その勝也が裕三と徹をつれている。徹はともかく、裕三まで手下になるやなんて。
大ショックの勘太。ヘラクレスオオカブトににらまれたテントウムシみたいに、ぶるぶるふるえている。
武史が勝也のほうに一歩ふみだした。
「カブトムシをとって、なぜいけないんですか」
「アカンにきまってる。神社のきょかがいるんや」
「勝也さんはきょかをもらってるのですか」
「あたりまえや。宮司さんにもろた」
「いつ」
「きのう」
「このお宮さん、きょねんから宮司さんいません」
「え!」
武史に一本とられ、いっしょにカブトムシとりをするのをみとめた勝也。こんどは、
「どっちがようけ取れるか、きょうそうや」
といいだした。
テッちゃんと勘太は、武史から「じゅえきがある木を見つけるんや」と教えられたとおり、カブトムシをさがす。

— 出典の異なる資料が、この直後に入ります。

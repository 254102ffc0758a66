use uuid::Uuid;

/// Deterministic identifier of a face record.
///
/// Stability contract, reproducible in any language:
///
/// 1. Build the byte string `bucket 0x00 object_key 0x00 frame 0x00 face`, where
///    `bucket` and `object_key` are UTF-8, `frame` is the frame index (0 for still
///    images) and `face` the face index, both as base-10 ASCII without padding.
/// 2. Hash it with BLAKE3 and keep the first 16 bytes of the digest.
/// 3. Set the UUID version nibble to 8 and the variant bits to `10` (RFC 9562
///    custom UUID), and render the result as a hyphenated lower-case UUID.
///
/// Changing any step invalidates every stored identifier.
#[must_use]
pub fn face_record_id(
    bucket: &str,
    object_key: &str,
    frame_index: Option<u64>,
    face_index: u32,
) -> Uuid {
    let frame = frame_index.unwrap_or(0).to_string();
    let face = face_index.to_string();

    let mut hasher = blake3::Hasher::new();
    hasher.update(bucket.as_bytes());
    hasher.update(&[0]);
    hasher.update(object_key.as_bytes());
    hasher.update(&[0]);
    hasher.update(frame.as_bytes());
    hasher.update(&[0]);
    hasher.update(face.as_bytes());

    let digest = hasher.finalize();
    let mut bytes = [0u8; 16];
    bytes.copy_from_slice(&digest.as_bytes()[..16]);
    Uuid::new_v8(bytes)
}
pub mod error;
pub mod interfaces;
pub mod service;
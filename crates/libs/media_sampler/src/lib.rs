#![deny(clippy::unwrap_used)]
#![allow(
    clippy::missing_errors_doc,
    clippy::cast_possible_truncation,
    clippy::cast_precision_loss,
    clippy::cast_sign_loss
)]
//! Video decoding through the `ffmpeg`/`ffprobe` command line tools.

mod ffmpeg;
mod ffprobe;
mod frames;
mod utils;

pub use ffmpeg::*;
pub use ffprobe::*;
pub use frames::*;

30分でカブトムシが5匹、クワガタムシが3匹とれた。
勝也たちは、めったやたら林のなかをうごきまわり、カブトムシがいそうにないサクラの木までゆすっている。
裕三が勝也にかくれて、くるくるパーのしぐをした。裕三もほんとうは勝也がきらいなのだ。
勝也組がとれたのはカブトムシ1匹とクワガタムシ3匹だけ。
「まけた」
とは勝也はいわない。
「オレのカブトムシとおまえらのカブトムシ。しょうぶや」
きりかぶの上でたたかわせることになった。おちたり、ひっくりかえったりした方がまけだ。

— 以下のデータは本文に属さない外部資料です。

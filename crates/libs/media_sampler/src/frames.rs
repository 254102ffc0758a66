use crate::{VideoStream, spawn_raw_video_decoder};
use color_eyre::eyre::{Context, Result, bail, eyre};
use image::RgbImage;
use std::io::ErrorKind;
use std::path::Path;
use tokio::io::{AsyncReadExt, BufReader};
use tokio::process::{Child, ChildStdout};
use tokio::task::JoinHandle;
use tracing::{debug, warn};

/// How frames are selected from the video.
#[derive(Debug, Clone, Copy, PartialEq, Eq)]
pub enum SamplingMode {
    /// ffmpeg's `fps` filter picks frames by timestamp.
    Timed,
    /// Every frame is decoded and every `stride`-th one kept.
    Stride,
}

/// Number of source frames between samples: `fps * interval` rounded, at least 1.
#[must_use]
pub fn frame_stride(fps: f64, interval_seconds: f64) -> u64 {
    let stride = (fps * interval_seconds).round();
    if stride.is_finite() && stride >= 1.0 {
        stride as u64
    } else {
        1
    }
}

/// Source frame number of the `ordinal`-th frame ffmpeg wrote, or `None` when
/// that frame is not a sample.
///
/// In [`SamplingMode::Timed`] ffmpeg only writes samples, one per interval.
#[must_use]
pub const fn sampled_frame_index(mode: SamplingMode, ordinal: u64, stride: u64) -> Option<u64> {
    let stride = if stride == 0 { 1 } else { stride };
    match mode {
        SamplingMode::Timed => Some(ordinal.saturating_mul(stride)),
        SamplingMode::Stride if ordinal % stride == 0 => Some(ordinal),
        SamplingMode::Stride => None,
    }
}

#[derive(Debug)]
pub struct SampledFrame {
    /// Source frame number, comparable between both sampling modes.
    pub frame_index: u64,
    pub image: RgbImage,
}

/// Sampled frames read from a running ffmpeg process.
pub struct FrameStream {
    child: Child,
    stdout: BufReader<ChildStdout>,
    /// Drained concurrently so a chatty decoder cannot block on a full pipe.
    stderr: JoinHandle<String>,
    mode: SamplingMode,
    width: u32,
    height: u32,
    stride: u64,
    /// Frames read from ffmpeg so far.
    decoded: u64,
}

impl FrameStream {
    pub fn open(
        path: &Path,
        video: &VideoStream,
        mode: SamplingMode,
        interval_seconds: f64,
    ) -> Result<Self> {
        if video.width == 0 || video.height == 0 {
            bail!("video has invalid dimensions {}x{}", video.width, video.height);
        }
        let stride = frame_stride(video.fps, interval_seconds);
        let filter = match mode {
            SamplingMode::Timed => Some(format!("fps=1/{interval_seconds}")),
            SamplingMode::Stride => None,
        };
        let mut child = spawn_raw_video_decoder(path, filter.as_deref())?;
        let stdout = child
            .stdout
            .take()
            .ok_or_else(|| eyre!("ffmpeg stdout was not captured"))?;
        let mut stderr_pipe = child
            .stderr
            .take()
            .ok_or_else(|| eyre!("ffmpeg stderr was not captured"))?;
        let stderr = tokio::spawn(async move {
            let mut stderr = String::new();
            stderr_pipe.read_to_string(&mut stderr).await.ok();
            stderr
        });
        debug!(
            "Decoding {:?} ({}x{} @ {:.2} fps) in {:?} mode, stride {}",
            path, video.width, video.height, video.fps, mode, stride
        );

        Ok(Self {
            child,
            stdout: BufReader::new(stdout),
            stderr,
            mode,
            width: video.width,
            height: video.height,
            stride,
            decoded: 0,
        })
    }

    #[must_use]
    pub const fn stride(&self) -> u64 {
        self.stride
    }

    /// Reads until the next sampled frame; `None` once ffmpeg has no more output.
    pub async fn next_frame(&mut self) -> Result<Option<SampledFrame>> {
        let frame_len = self.width as usize * self.height as usize * 3;
        loop {
            let mut buffer = vec![0u8; frame_len];
            match self.stdout.read_exact(&mut buffer).await {
                Ok(_) => {}
                Err(e) if e.kind() == ErrorKind::UnexpectedEof => return Ok(None),
                Err(e) => return Err(e).wrap_err("failed reading frames from ffmpeg"),
            }
            let ordinal = self.decoded;
            self.decoded += 1;

            let Some(frame_index) = sampled_frame_index(self.mode, ordinal, self.stride) else {
                continue;
            };
            let Some(image) = RgbImage::from_raw(self.width, self.height, buffer) else {
                warn!("Skipping frame {frame_index}: buffer does not match frame size");
                continue;
            };
            return Ok(Some(SampledFrame { frame_index, image }));
        }
    }

    /// Waits for ffmpeg to exit and reports a decode failure as an error.
    pub async fn finish(mut self) -> Result<u64> {
        let status = self.child.wait().await.context("failed waiting for ffmpeg")?;
        let stderr = self.stderr.await.unwrap_or_default();
        if !status.success() {
            bail!("ffmpeg decode failed ({status}): {}", stderr.trim());
        }
        if self.decoded == 0 {
            bail!("ffmpeg produced no frames: {}", stderr.trim());
        }
        Ok(self.decoded)
    }
}
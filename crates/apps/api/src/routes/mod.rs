pub mod lookup;
pub mod root;

use crate::api_state::ApiContext;
use crate::lookup::router::lookup_public_router;
use crate::root::router::root_public_router;
use axum::Router;
use axum::extract::DefaultBodyLimit;

// --- Router Construction ---
pub fn create_router(api_state: ApiContext) -> Router {
    let max_upload_bytes = api_state.settings.api.max_upload_bytes;
    Router::new()
        .merge(root_public_router())
        .merge(lookup_public_router())
        .layer(DefaultBodyLimit::max(max_upload_bytes))
        .with_state(api_state)
}
use thiserror::Error;

#[derive(Debug, Error, Clone, PartialEq, Eq)]
pub enum InferenceError {
    #[error("tensor shape mismatch: {0}")]
    ShapeMismatch(String),

    #[error("accelerator out of memory: {0}")]
    OutOfMemory(String),

    #[error("invalid input: {0}")]
    InvalidInput(String),

    #[error("model error: {0}")]
    Model(String),
}

impl InferenceError {
    /// Sorts an ONNX Runtime error message into a variant.
    pub fn from_runtime(message: impl Into<String>) -> Self {
        let message = message.into();
        let lower = message.to_lowercase();
        if lower.contains("out of memory")
            || lower.contains("outofmemory")
            || lower.contains("bad_alloc")
            || lower.contains("failed to allocate")
        {
            Self::OutOfMemory(message)
        } else if lower.contains("shape")
            || lower.contains("dimension")
            || lower.contains("invalid rank")
            || lower.contains("broadcast")
            || lower.contains("padding")
        {
            Self::ShapeMismatch(message)
        } else {
            Self::Model(message)
        }
    }
}

#[cfg(test)]
mod tests {
    use super::*;

    #[test]
    fn classifies_runtime_messages() {
        assert!(matches!(
            InferenceError::from_runtime("CUDA failure 2: out of memory"),
            InferenceError::OutOfMemory(_)
        ));
        assert!(matches!(
            InferenceError::from_runtime("Got invalid dimensions for input: data"),
            InferenceError::ShapeMismatch(_)
        ));
        assert!(matches!(
            InferenceError::from_runtime("Load model failed"),
            InferenceError::Model(_)
        ));
    }
}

武史組の戦士はいうまでもなくムサシ。勝也のはツノが1本にみえる。武史が小さな声で「コジロウ」といった。
「ぼくらが勝ちます」
武史は自信たっぷりだ。
「なんでや」
「がんりゅうじまです」
勝也は「なんのことや?」と目をぽそぽそさせた。
「いや、別に……。けっとう、はじめましょう」
コジロウとよばれているとは知らない勝也のカブトムシは、きりかぶの上でのそのそしていて、おちつきがない。

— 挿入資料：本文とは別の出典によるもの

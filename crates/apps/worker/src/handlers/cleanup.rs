use crate::context::WorkerContext;
use color_eyre::Result;
use common_services::database::jobs::Job;
use common_services::vector_index::FaceIndex;
use common_types::{JobOutcome, ObjectRef};
use serde_json::json;
use tracing::info;

pub async fn handle(context: &WorkerContext, job: &Job) -> Result<JobOutcome> {
    remove_faces(context.index.as_ref(), &job.object()).await
}

/// Removes every face record owned by the object. Safe to repeat.
pub async fn remove_faces(index: &dyn FaceIndex, object: &ObjectRef) -> Result<JobOutcome> {
    let removed = index.delete_where(object).await?;
    info!("Removed {} face record(s) of {}", removed, object);
    Ok(JobOutcome::success(json!({ "faces_removed": removed })))
}

#[cfg(test)]
mod tests {
    use super::*;
    use crate::handlers::test_support::{detected, engine_with};
    use common_services::indexing::{FaceContext, NoFence, detect_and_embed};
    use common_services::vector_index::InMemoryFaceIndex;
    use common_types::ObjectMetadata;
    use image::RgbImage;

    #[tokio::test]
    async fn cleanup_is_idempotent() -> Result<()> {
        let index = InMemoryFaceIndex::new(4);
        let object = ObjectRef::new("scraped", "clip.mp4");
        let engine = engine_with(vec![detected(1.0, 1.0, 10.0, 10.0)]);
        let base = FaceContext::new(object.clone(), ObjectMetadata::default());
        for frame in [0, 30] {
            detect_and_embed(&engine, &index, &NoFence, RgbImage::new(32, 32), &base.with_frame(frame))
                .await?;
        }

        let first = remove_faces(&index, &object).await?;
        let second = remove_faces(&index, &object).await?;

        assert_eq!(first.result, Some(json!({ "faces_removed": 2 })));
        assert_eq!(second.result, Some(json!({ "faces_removed": 0 })));
        assert_eq!(index.count_for(&object).await?, 0);
        Ok(())
    }
}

武史はムサシを手のひらにのせ、コジロウのようすをうかがっている。
「武史、はよせえ」
勝也はいらいらして、しょうぶをせかす。
「ええ、すぐに」
武史は少しじらして、ムサシをきりかぶにおいた。
しょうぶはあっという間についた。
ムサシはツノでコジロウを体ごとすくいあげ、ぽーんとほうりなげた。コジロウは頭からまっさかさまに、きりかぶからおちていった。
勝也は、まさか!という顔だ。
「武史くん、きみはすごいなあ」
よびすてから「くん」がつき、おまえから「きみ」に変わっている。
みんなでカブトムシとクワガタムシを1匹ずつ分けることにした。
帰りみち、勘太は武史にきいた。
「宮司さんいないって、なんで知ったんや?」
「社務所のカギさびてた。使ってないしょうこや」
ひくい声だ。いいかたがどこか大人びている。